Why be clear? Because clarity is good :)

Apparently, I wasn't clear enough. Why is our mass immigration system good for Canada?

22 hours ago, CdnFox said:

Demand for housing isn't the problem.  There SHOULD be demand for housing.  Demand for housing is a good thing.

Until demand exceeds supply. Then it's a bad thing.

22 hours ago, CdnFox said:

It IS fair to say that we shouldn't be radically increasing immigraiton till we address this, but the underlying problem here isn't immigration.

There are a variety of problems that drive housing costs, but when you add a million and a half people (immigrants+foreign students+foreign workers) to an already saturated market you get an absolute mess. When the impact (intended) of that mass of newcomers is also to drive down wages you get an even worse problem.

22 hours ago, CdnFox said:

Not unless someone does something significant.

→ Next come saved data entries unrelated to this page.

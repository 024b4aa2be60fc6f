use std::sync::atomic::{AtomicBool, AtomicI32, Ordering};

use crate::{
    config::{
        BUTTON_DEBOUNCE_MS, HUM_MAX, HUM_MIN, TEMP_MAX, TEMP_MIN, TIMER_MAX_SECS, TIMER_STEP_SECS,
    },
    timer::CountdownTimer,
    types::{ControlState, MenuSelection},
};

/// Rotation and click accumulator shared between the encoder interrupt and the
/// control loop. Each interrupt-side call is a single atomic write; the loop
/// drains both once per tick with [`EncoderCounter::take`].
#[derive(Debug, Default)]
pub struct EncoderCounter {
    steps: AtomicI32,
    clicked: AtomicBool,
}

#[derive(Debug, Clone, Copy, PartialEq, Eq, Default)]
pub struct InputEvents {
    pub rotation: i32,
    pub clicked: bool,
}

impl EncoderCounter {
    pub const fn new() -> Self {
        Self {
            steps: AtomicI32::new(0),
            clicked: AtomicBool::new(false),
        }
    }

    pub fn record_step(&self, delta: i32) {
        self.steps.fetch_add(delta, Ordering::Relaxed);
    }

    pub fn record_click(&self) {
        self.clicked.store(true, Ordering::Relaxed);
    }

    pub fn take(&self) -> InputEvents {
        InputEvents {
            rotation: self.steps.swap(0, Ordering::AcqRel),
            clicked: self.clicked.swap(false, Ordering::AcqRel),
        }
    }
}

/// Side effects requested by the reducer, carried out by the caller.
#[derive(Debug, Clone, PartialEq, Eq)]
pub enum InputEffect {
    SaveTemperatureTarget(i32),
    SaveHumidityTarget(i32),
    /// Re-range the encoder so its position tracks the newly selected value.
    ConfigureEncoder { min: i32, max: i32, value: i32 },
}

const TIMER_MAX_STEPS: i64 = (TIMER_MAX_SECS / TIMER_STEP_SECS) as i64;

/// Encoder position for the timer: the configured duration while running,
/// otherwise the pending remaining time.
fn timer_steps(timer: &CountdownTimer) -> i32 {
    let secs = if timer.running {
        timer.original_secs
    } else {
        timer.remaining_secs
    };
    (secs / TIMER_STEP_SECS) as i32
}

/// Apply encoder rotation to whichever value the menu has selected.
pub fn apply_rotation(
    state: &ControlState,
    delta: i32,
    now_ms: u64,
) -> (ControlState, Vec<InputEffect>) {
    let mut next = *state;
    let mut effects = Vec::new();
    if delta == 0 {
        return (next, effects);
    }

    match next.menu {
        MenuSelection::Temperature => {
            next.target_temperature = next
                .target_temperature
                .saturating_add(delta)
                .clamp(TEMP_MIN, TEMP_MAX);
            effects.push(InputEffect::SaveTemperatureTarget(next.target_temperature));
        }
        MenuSelection::Humidity => {
            next.target_humidity = next
                .target_humidity
                .saturating_add(delta)
                .clamp(HUM_MIN, HUM_MAX);
            effects.push(InputEffect::SaveHumidityTarget(next.target_humidity));
        }
        MenuSelection::Timer => {
            let steps = (i64::from(timer_steps(&next.timer)) + i64::from(delta))
                .clamp(0, TIMER_MAX_STEPS);
            let secs = steps as u32 * TIMER_STEP_SECS;
            next.timer.remaining_secs = secs;
            next.timer.original_secs = secs;
            if next.timer.running {
                next.timer.start_ms = now_ms;
            }
        }
    }

    (next, effects)
}

/// Advance the menu on a debounced click.
pub fn apply_click(state: &ControlState, now_ms: u64) -> (ControlState, Vec<InputEffect>) {
    let mut next = *state;
    let mut effects = Vec::new();

    if let Some(last) = next.last_input_event_ms {
        if now_ms.saturating_sub(last) <= BUTTON_DEBOUNCE_MS {
            return (next, effects);
        }
    }

    next.menu = next.menu.next();
    next.last_input_event_ms = Some(now_ms);

    let encoder = match next.menu {
        MenuSelection::Temperature => InputEffect::ConfigureEncoder {
            min: TEMP_MIN,
            max: TEMP_MAX,
            value: next.target_temperature,
        },
        MenuSelection::Humidity => InputEffect::ConfigureEncoder {
            min: HUM_MIN,
            max: HUM_MAX,
            value: next.target_humidity,
        },
        MenuSelection::Timer => {
            if next.timer.remaining_secs > 0 && !next.timer.running {
                next.timer = next.timer.start(next.timer.remaining_secs, now_ms);
            }
            InputEffect::ConfigureEncoder {
                min: 0,
                max: TIMER_MAX_STEPS as i32,
                value: timer_steps(&next.timer),
            }
        }
    };
    effects.push(encoder);

    (next, effects)
}

/// Rotation first, then the click, matching the order the encoder reports them.
pub fn reduce_input(
    state: &ControlState,
    events: InputEvents,
    now_ms: u64,
) -> (ControlState, Vec<InputEffect>) {
    let (rotated, mut effects) = apply_rotation(state, events.rotation, now_ms);
    if !events.clicked {
        return (rotated, effects);
    }

    let (clicked, mut click_effects) = apply_click(&rotated, now_ms);
    effects.append(&mut click_effects);
    (clicked, effects)
}

#[cfg(test)]
mod tests {
    use pretty_assertions::assert_eq;

    use super::*;

    #[test]
    fn counter_drains_once() {
        let counter = EncoderCounter::new();
        counter.record_step(1);
        counter.record_step(1);
        counter.record_step(-3);
        counter.record_click();

        assert_eq!(
            counter.take(),
            InputEvents {
                rotation: -1,
                clicked: true
            }
        );
        assert_eq!(counter.take(), InputEvents::default());
    }

    #[test]
    fn rotation_adjusts_and_saves_temperature() {
        let state = ControlState::default();
        let (next, effects) = apply_rotation(&state, 3, 0);

        assert_eq!(next.target_temperature, 13);
        assert_eq!(effects, vec![InputEffect::SaveTemperatureTarget(13)]);
    }

    #[test]
    fn rotation_clamps_to_range() {
        let mut state = ControlState::default();
        state.menu = MenuSelection::Humidity;
        let (next, effects) = apply_rotation(&state, 500, 0);

        assert_eq!(next.target_humidity, HUM_MAX);
        assert_eq!(effects, vec![InputEffect::SaveHumidityTarget(HUM_MAX)]);
    }

    #[test]
    fn zero_rotation_changes_nothing() {
        let state = ControlState::default();
        let (next, effects) = apply_rotation(&state, 0, 10);

        assert_eq!(next, state);
        assert!(effects.is_empty());
    }

    #[test]
    fn timer_rotation_uses_five_minute_steps() {
        let mut state = ControlState::default();
        state.menu = MenuSelection::Timer;
        let (next, effects) = apply_rotation(&state, 2, 0);

        assert_eq!(next.timer.remaining_secs, 600);
        assert_eq!(next.timer.original_secs, 600);
        assert!(!next.timer.running);
        assert!(effects.is_empty());

        let (lower, _) = apply_rotation(&next, -5, 0);
        assert_eq!(lower.timer.remaining_secs, 0);
    }

    #[test]
    fn timer_rotation_restarts_running_timer() {
        let mut state = ControlState::default();
        state.menu = MenuSelection::Timer;
        state.timer = state.timer.start(900, 1_000);

        let (next, _) = apply_rotation(&state, 1, 50_000);
        assert_eq!(next.timer.original_secs, 1_200);
        assert_eq!(next.timer.start_ms, 50_000);
        assert!(next.timer.running);
    }

    #[test]
    fn timer_rotation_steps_from_configured_duration() {
        let mut state = ControlState::default();
        state.menu = MenuSelection::Humidity;
        state.timer.remaining_secs = 1_800;

        let (entered, effects) = apply_click(&state, 1_000);
        assert_eq!(
            effects,
            vec![InputEffect::ConfigureEncoder {
                min: 0,
                max: 3_333,
                value: 6
            }]
        );

        let mut counting = entered;
        counting.timer = counting.timer.update(602_000);
        assert_eq!(counting.timer.remaining_secs, 1_199);

        let (next, _) = apply_rotation(&counting, 1, 602_000);
        assert_eq!(next.timer.original_secs, 2_100);
        assert_eq!(next.timer.remaining_secs, 2_100);
        assert_eq!(next.timer.start_ms, 602_000);
        assert!(next.timer.running);
    }

    #[test]
    fn reentering_timer_menu_reports_configured_duration() {
        let mut state = ControlState::default();
        state.menu = MenuSelection::Humidity;
        state.timer = state.timer.start(900, 0).update(100_000);

        let (_, effects) = apply_click(&state, 100_000);
        assert_eq!(
            effects,
            vec![InputEffect::ConfigureEncoder {
                min: 0,
                max: 3_333,
                value: 3
            }]
        );
    }

    #[test]
    fn click_cycles_menu_and_reranges_encoder() {
        let state = ControlState::default();

        let (humidity, effects) = apply_click(&state, 1_000);
        assert_eq!(humidity.menu, MenuSelection::Humidity);
        assert_eq!(
            effects,
            vec![InputEffect::ConfigureEncoder {
                min: HUM_MIN,
                max: HUM_MAX,
                value: 50
            }]
        );

        let (timer, effects) = apply_click(&humidity, 2_000);
        assert_eq!(timer.menu, MenuSelection::Timer);
        assert_eq!(
            effects,
            vec![InputEffect::ConfigureEncoder {
                min: 0,
                max: 3_333,
                value: 0
            }]
        );

        let (temperature, effects) = apply_click(&timer, 3_000);
        assert_eq!(temperature.menu, MenuSelection::Temperature);
        assert_eq!(
            effects,
            vec![InputEffect::ConfigureEncoder {
                min: TEMP_MIN,
                max: TEMP_MAX,
                value: 10
            }]
        );
    }

    #[test]
    fn click_is_debounced() {
        let (first, _) = apply_click(&ControlState::default(), 1_000);
        let (bounced, effects) = apply_click(&first, 1_050);

        assert_eq!(bounced.menu, MenuSelection::Humidity);
        assert!(effects.is_empty());

        let (accepted, _) = apply_click(&first, 1_051);
        assert_eq!(accepted.menu, MenuSelection::Timer);
    }

    #[test]
    fn entering_timer_menu_starts_pending_timer() {
        let mut state = ControlState::default();
        state.menu = MenuSelection::Humidity;
        state.timer.remaining_secs = 1_800;

        let (next, _) = apply_click(&state, 7_000);
        assert!(next.timer.running);
        assert_eq!(next.timer.original_secs, 1_800);
        assert_eq!(next.timer.start_ms, 7_000);
    }

    #[test]
    fn rotation_applies_before_click() {
        let events = InputEvents {
            rotation: -2,
            clicked: true,
        };
        let (next, effects) = reduce_input(&ControlState::default(), events, 500);

        assert_eq!(next.target_temperature, 8);
        assert_eq!(next.menu, MenuSelection::Humidity);
        assert_eq!(effects.len(), 2);
        assert_eq!(effects[0], InputEffect::SaveTemperatureTarget(8));
    }
}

And there's a good chance that won't happen.  Even if it does - it will take decades for the ship to right itself. Its' been estimated that we are over 1 million homes behind - that means we have to increase production to what it should be and THEN build another million homes to completely resolve the issue on top of that.

Then it sounds like a good time to drastically cut immigration. In fact, to completely stop immigration, retool it to bring in specific types of people (ie, tradespeople, health care people, high tech workers, etc.) and then relaunch it in a smaller form.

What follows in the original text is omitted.